One of the best ways to take care of your brain is to practice saying no. If you struggle with boundaries, this might sound stressful, but you might find the task a little less daunting by practicing the three-breath rule. Essentially, before you say yes or no to anything, take three deep breaths.
Inhale deeply through your nose, filling your chest and belly with air. Hold that breath for three seconds and then slowly exhale through your mouth. Repeat this for three breaths. By taking the time to focus on your breath, you trigger your parasympathetic system to take over. If you’re presented with a decision, you may feel a spike of stress, which puts you in fight-or-flight and puts your amygdala in control. Deep breathing calms that response, letting your logical prefrontal cortex take charge, ensuring you’re able to make a clearer decision.
As you evaluate these decisions, place a priority on saying no. You may want to keep a journal, noting every time you’re asked to make a decision and how you replied. Take time each day to process why you said yes or no, and think of strategies to help you say no more often to protect your time, your space, and your mental health.
Monitor Your Digital Boundaries
In today’s tech-driven world, maintaining boundaries around your screen time is crucial. Technology is the one area that many of have inadvertently allowed boundaries to slip. And it makes sense. Answering a text, a message, or replying to a post feels easy. It just takes a second. Unfortunately, the way algorithms are built, one notification is all it takes to get lost in an endless feed.
Research has indicated a link between excessive screen time can lead to cognitive decline. It’s also been associated with reduced gray matter and an increased risk for earlier onset of cognitive disease like dementia.
When you practice digital boundaries, you’re also strengthening your ability to enforce boundaries in real life. Make time to implement a digital detox periodically. Start by scheduling an hour without any digital devices and build from there. The longer you can go without checking emails or using social media, the stronger your focus and concentration gets. It also helps you learn how to protect your time and put yourself first.
Surround Yourself with Supportive People
Your social connections have a significant impact on your brain health. But if the people you love are the people who push you to bend your boundaries, it can be incredibly difficult to maintain them. The closer you are to someone, the easier it can be to cater to their needs and put yourself last.
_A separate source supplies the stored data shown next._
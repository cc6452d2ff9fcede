//! Rules command - show the rate tables a tax year uses

use crate::cmd::{print_json, print_table, resolve_year};
use crate::core::labor::SocialSecurityRates;
use crate::core::money::{format_eur, format_eur_whole, format_rate};
use crate::core::{Region, RuleSet};
use clap::Args;
use tabled::Tabled;

#[derive(Args, Debug)]
pub struct RulesCommand {
    /// Tax year (defaults to the latest year with published tables)
    #[arg(short, long)]
    year: Option<i32>,

    /// Only show the IRPF scale of this autonomous community
    #[arg(short, long)]
    region: Option<Region>,

    /// Print only the SHA-256 fingerprint of the rule set
    #[arg(long)]
    digest: bool,

    /// Output the full rule set as JSON
    #[arg(long, conflicts_with = "digest")]
    json: bool,
}

#[derive(Tabled)]
struct BracketRow {
    #[tabled(rename = "Taxable income")]
    bracket: String,
    #[tabled(rename = "Rate")]
    rate: String,
}

#[derive(Tabled)]
struct RateRow {
    #[tabled(rename = "Contribution")]
    category: &'static str,
    #[tabled(rename = "Employer")]
    employer: String,
    #[tabled(rename = "Employee")]
    employee: String,
}

impl RulesCommand {
    pub fn exec(&self) -> anyhow::Result<()> {
        let rules = RuleSet::for_year(resolve_year(self.year));

        if self.digest {
            println!("{}", rules.digest()?);
            return Ok(());
        }
        if self.json {
            return print_json(&rules);
        }

        println!();
        println!("TAX RULES {}", rules.year);
        for schedule in rules
            .irpf
            .iter()
            .filter(|s| self.region.map_or(true, |r| r == s.region))
        {
            println!();
            println!("IRPF: {}", schedule.region.name());
            let rows = schedule
                .brackets
                .iter()
                .map(|b| BracketRow {
                    bracket: b.label(),
                    rate: format_rate(b.rate),
                })
                .collect();
            print_table(rows, 1);
        }

        println!();
        println!("BECKHAM REGIME");
        println!(
            "  {} up to {}, {} above, for {} years",
            format_rate(rules.beckham.flat_rate),
            format_eur_whole(rules.beckham.threshold),
            format_rate(rules.beckham.excess_rate),
            rules.beckham.regime_years
        );

        println!();
        println!("SOCIAL SECURITY");
        print_table(rate_rows(rules.payroll.social_security), 1);
        println!(
            "  Minimum wage: {} per payment ({} per year)",
            format_eur(rules.payroll.minimum_wage_monthly),
            format_eur(rules.payroll.minimum_wage_annual)
        );
        println!(
            "  Maximum contribution base: {} per month",
            format_eur(rules.payroll.max_contribution_base_monthly)
        );
        println!();
        println!("Digest: {}", rules.digest()?);
        println!();
        Ok(())
    }
}

fn rate_rows(rates: &SocialSecurityRates) -> Vec<RateRow> {
    [
        (rates.common_contingencies.category.label(), rates.common_contingencies),
        ("Unemployment (permanent)", rates.unemployment_permanent),
        ("Unemployment (fixed-term)", rates.unemployment_fixed_term),
        (rates.fogasa.category.label(), rates.fogasa),
        (rates.vocational_training.category.label(), rates.vocational_training),
        (rates.intergenerational_equity.category.label(), rates.intergenerational_equity),
        ("Work accident (low risk)", rates.work_accident_low),
        ("Work accident (medium risk)", rates.work_accident_medium),
        ("Work accident (high risk)", rates.work_accident_high),
    ]
    .into_iter()
    .map(|(category, r)| RateRow {
        category,
        employer: format_rate(r.employer),
        employee: format_rate(r.employee),
    })
    .collect()
}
Boundaries help ensure that your relationships give as much as they take. If you constantly give to someone else, but have a hard time asking for support in return, you end up emotionally drained with elevated stress, and that can have disastrous consequences on your body and brain.
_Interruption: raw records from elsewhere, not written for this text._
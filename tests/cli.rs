//! E2E tests for the calculator commands

use std::process::Command;

fn run(args: &[&str]) -> std::process::Output {
    Command::new("cargo")
        .args(["run", "--"])
        .args(args)
        .output()
        .expect("Failed to execute command")
}

/// Test the Beckham comparison table for a high earner
#[test]
fn beckham_high_earner() {
    let output = run(&["beckham", "--salary", "150000", "--year", "2025"]);
    let stdout = String::from_utf8_lossy(&output.stdout);

    assert!(output.status.success(), "Command failed: {:?}", output);

    assert!(stdout.contains("BECKHAM LAW COMPARISON"));
    assert!(stdout.contains("Standard IRPF"));
    assert!(stdout.contains("€58,401.50"));
    assert!(stdout.contains("€36,000.00"));
    assert!(stdout.contains("Annual savings: €22,401.50"));
    assert!(stdout.contains("€114,000.00"));
}

/// Below the break-even point the flat regime costs more
#[test]
fn beckham_low_earner_pays_more() {
    let output = run(&["beckham", "-s", "20000", "-y", "2025"]);
    let stdout = String::from_utf8_lossy(&output.stdout);

    assert!(output.status.success(), "Command failed: {:?}", output);
    assert!(stdout.contains("costs €622.50 more per year"));
}

#[test]
fn beckham_defaults_to_latest_tables() {
    let output = run(&["beckham", "-s", "150000"]);
    let stdout = String::from_utf8_lossy(&output.stdout);

    assert!(output.status.success(), "Command failed: {:?}", output);
    assert!(stdout.contains("Annual savings: €22,401.50"));
}

#[test]
fn beckham_lead_payload() {
    let output = run(&["beckham", "-s", "150000", "-y", "2025", "--lead"]);
    let stdout = String::from_utf8_lossy(&output.stdout);

    assert!(output.status.success(), "Command failed: {:?}", output);
    assert!(stdout.contains("\"calculator\": \"beckham\""));
    assert!(stdout.contains("22401.5"));
}

#[test]
fn beckham_rejects_unknown_region() {
    let output = run(&["beckham", "-s", "50000", "--region", "atlantis"]);
    let stderr = String::from_utf8_lossy(&output.stderr);

    assert!(!output.status.success());
    assert!(stderr.contains("atlantis"));
}

/// Test employer cost for a monthly salary over 12 payments
#[test]
fn labor_cost_breakdown() {
    let output = run(&["labor-cost", "-s", "3000", "-p", "12", "-e", "2", "-y", "2025"]);
    let stdout = String::from_utf8_lossy(&output.stdout);

    assert!(output.status.success(), "Command failed: {:?}", output);

    assert!(stdout.contains("EMPLOYER COST"));
    assert!(stdout.contains("Common contingencies"));
    assert!(stdout.contains("€962.00"));
    assert!(stdout.contains("€3,962.00"));
    assert!(stdout.contains("€47,544.00"));
    assert!(stdout.contains("€95,088.00"));
}

/// Without --year the latest tables are used, silently
#[test]
fn labor_cost_defaults_to_latest_tables() {
    let output = run(&["labor-cost", "-s", "3000", "-p", "12", "-e", "2"]);
    let stdout = String::from_utf8_lossy(&output.stdout);
    let stderr = String::from_utf8_lossy(&output.stderr);

    assert!(output.status.success(), "Command failed: {:?}", output);
    assert!(stdout.contains("€3,962.00"));
    assert!(stdout.contains("€95,088.00"));
    assert!(!stderr.contains("WARN"));
}

#[test]
fn labor_cost_rejects_thirteen_payments() {
    let output = run(&["labor-cost", "-s", "3000", "-p", "13"]);
    let stderr = String::from_utf8_lossy(&output.stderr);

    assert!(!output.status.success());
    assert!(stderr.contains("12 or 14"));
}

#[test]
fn labor_cost_rejects_zero_employees() {
    let output = run(&["labor-cost", "-s", "3000", "-e", "0"]);
    assert!(!output.status.success());
}

/// Test the residency assessment from an answers file
#[test]
fn residency_from_file() {
    let output = run(&["residency", "-i", "tests/data/residency.json"]);
    let stdout = String::from_utf8_lossy(&output.stdout);

    assert!(output.status.success(), "Command failed: {:?}", output);

    assert!(stdout.contains("TAX RESIDENCY RISK (120 days in Spain)"));
    assert!(stdout.contains("Risk level: MEDIUM (score 29)"));
    assert!(stdout.contains("Part of your income is earned in Spain"));
}

#[test]
fn residency_automatic_above_183_days() {
    let output = run(&["residency", "-d", "200", "--json"]);
    let stdout = String::from_utf8_lossy(&output.stdout);

    assert!(output.status.success(), "Command failed: {:?}", output);
    assert!(stdout.contains("\"risk_level\": \"high\""));
    assert!(stdout.contains("\"automatic_resident\": true"));
}

#[test]
fn residency_requires_days() {
    let output = run(&["residency"]);
    assert!(!output.status.success());
}

/// Test quiz scoring from an answers file
#[test]
fn quiz_from_file() {
    let output = run(&["quiz", "-i", "tests/data/quiz.json"]);
    let stdout = String::from_utf8_lossy(&output.stdout);

    assert!(output.status.success(), "Command failed: {:?}", output);

    assert!(stdout.contains("SETUP READINESS: READY TO LAUNCH"));
    assert!(stdout.contains("Score: 29/30 (97%)"));
}

#[test]
fn quiz_answer_flags() {
    let output = run(&[
        "quiz",
        "-a",
        "timeline=already-operating",
        "-a",
        "nie=appointment-booked",
        "-a",
        "structure=chosen",
        "--json",
    ]);
    let stdout = String::from_utf8_lossy(&output.stdout);

    assert!(output.status.success(), "Command failed: {:?}", output);
    assert!(stdout.contains("\"score\": 13"));
    assert!(stdout.contains("\"level\": \"medium\""));
}

#[test]
fn quiz_no_answers_is_early_stage() {
    let output = run(&["quiz"]);
    let stdout = String::from_utf8_lossy(&output.stdout);

    assert!(output.status.success(), "Command failed: {:?}", output);
    assert!(stdout.contains("SETUP READINESS: EARLY STAGE"));
    assert!(stdout.contains("Score: 0/30 (0%)"));
}

#[test]
fn quiz_malformed_answer() {
    let output = run(&["quiz", "-a", "timeline"]);
    let stderr = String::from_utf8_lossy(&output.stderr);

    assert!(!output.status.success());
    assert!(stderr.contains("QUESTION=OPTION"));
}

/// Test batch Beckham CSV output
#[test]
fn batch_beckham_csv() {
    let output = run(&["batch", "beckham", "tests/data/beckham.csv", "-y", "2025"]);
    let stdout = String::from_utf8_lossy(&output.stdout);

    assert!(output.status.success(), "Command failed: {:?}", output);

    assert!(stdout.contains("row,region,total_income,standard_irpf"));
    assert!(stdout.contains("58401.5"));
    assert!(stdout.contains("-622.5"));
    assert_eq!(stdout.lines().count(), 4);
}

/// Test batch labor cost CSV output, including minimum wage clamping
#[test]
fn batch_labor_cost_csv() {
    let output = run(&["batch", "labor-cost", "tests/data/labor.csv", "-y", "2025"]);
    let stdout = String::from_utf8_lossy(&output.stdout);

    assert!(output.status.success(), "Command failed: {:?}", output);

    let lines: Vec<_> = stdout.lines().collect();
    assert_eq!(lines.len(), 4);
    assert!(lines[1].starts_with("1,false,3000"));
    assert!(lines[1].contains("47544"));
    assert!(lines[2].contains("142632"));
    assert!(lines[3].starts_with("3,true,1184"));
}

#[test]
fn schema_csv_header() {
    let output = run(&["schema", "labor-cost", "csv-header"]);
    let stdout = String::from_utf8_lossy(&output.stdout);

    assert!(output.status.success(), "Command failed: {:?}", output);
    assert_eq!(
        stdout.trim(),
        "gross_salary,salary_input_mode,number_of_payments,contract_type,number_of_employees,industry_risk"
    );
}

#[test]
fn schema_json_for_residency() {
    let output = run(&["schema", "residency"]);
    let stdout = String::from_utf8_lossy(&output.stdout);

    assert!(output.status.success(), "Command failed: {:?}", output);
    assert!(stdout.contains("days_in_spain"));
    assert!(stdout.contains("\"$schema\""));
}

#[test]
fn schema_quiz_has_no_csv() {
    let output = run(&["schema", "quiz", "csv-fields"]);
    assert!(!output.status.success());
}

#[test]
fn rules_digest() {
    let output = run(&["rules", "--digest", "-y", "2025"]);
    let stdout = String::from_utf8_lossy(&output.stdout);

    assert!(output.status.success(), "Command failed: {:?}", output);
    let digest = stdout.trim();
    assert_eq!(digest.len(), 64);
    assert!(digest.chars().all(|c| c.is_ascii_hexdigit()));
}

#[test]
fn rules_tables_for_region() {
    let output = run(&["rules", "-y", "2025", "-r", "madrid"]);
    let stdout = String::from_utf8_lossy(&output.stdout);

    assert!(output.status.success(), "Command failed: {:?}", output);
    assert!(stdout.contains("IRPF: Comunidad de Madrid"));
    assert!(!stdout.contains("IRPF: Catalunya"));
    assert!(stdout.contains("Over €300,000"));
    assert!(stdout.contains("BECKHAM REGIME"));
    assert!(stdout.contains("24.00% up to €600,000, 47.00% above"));
}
It can be difficult to clearly communicate your emotional needs to the people you love most, particularly if you’ve had soft boundaries with them before. Take small, simple steps and start with one person. Find someone who will help you maintain healthy boundaries and support you as you move forward with introducing boundaries to others in your life. You’ll need someone who you can talk to and work through difficult situations with, and who will also be supportive when you need personal space. This will give you a healthy framework for how to build deeper, more intimate relationships while also helping you reduce your overall stress.
Healthy boundaries are incredibly important for your brain health. They help lower stress, calm your emotional response, and build healthy, supportive relationships. While they might seem difficult to enforce, there are some simple tricks you can employ to practice implementing boundaries in your daily life. You’ll be healthier and happier. And your brain will thank you.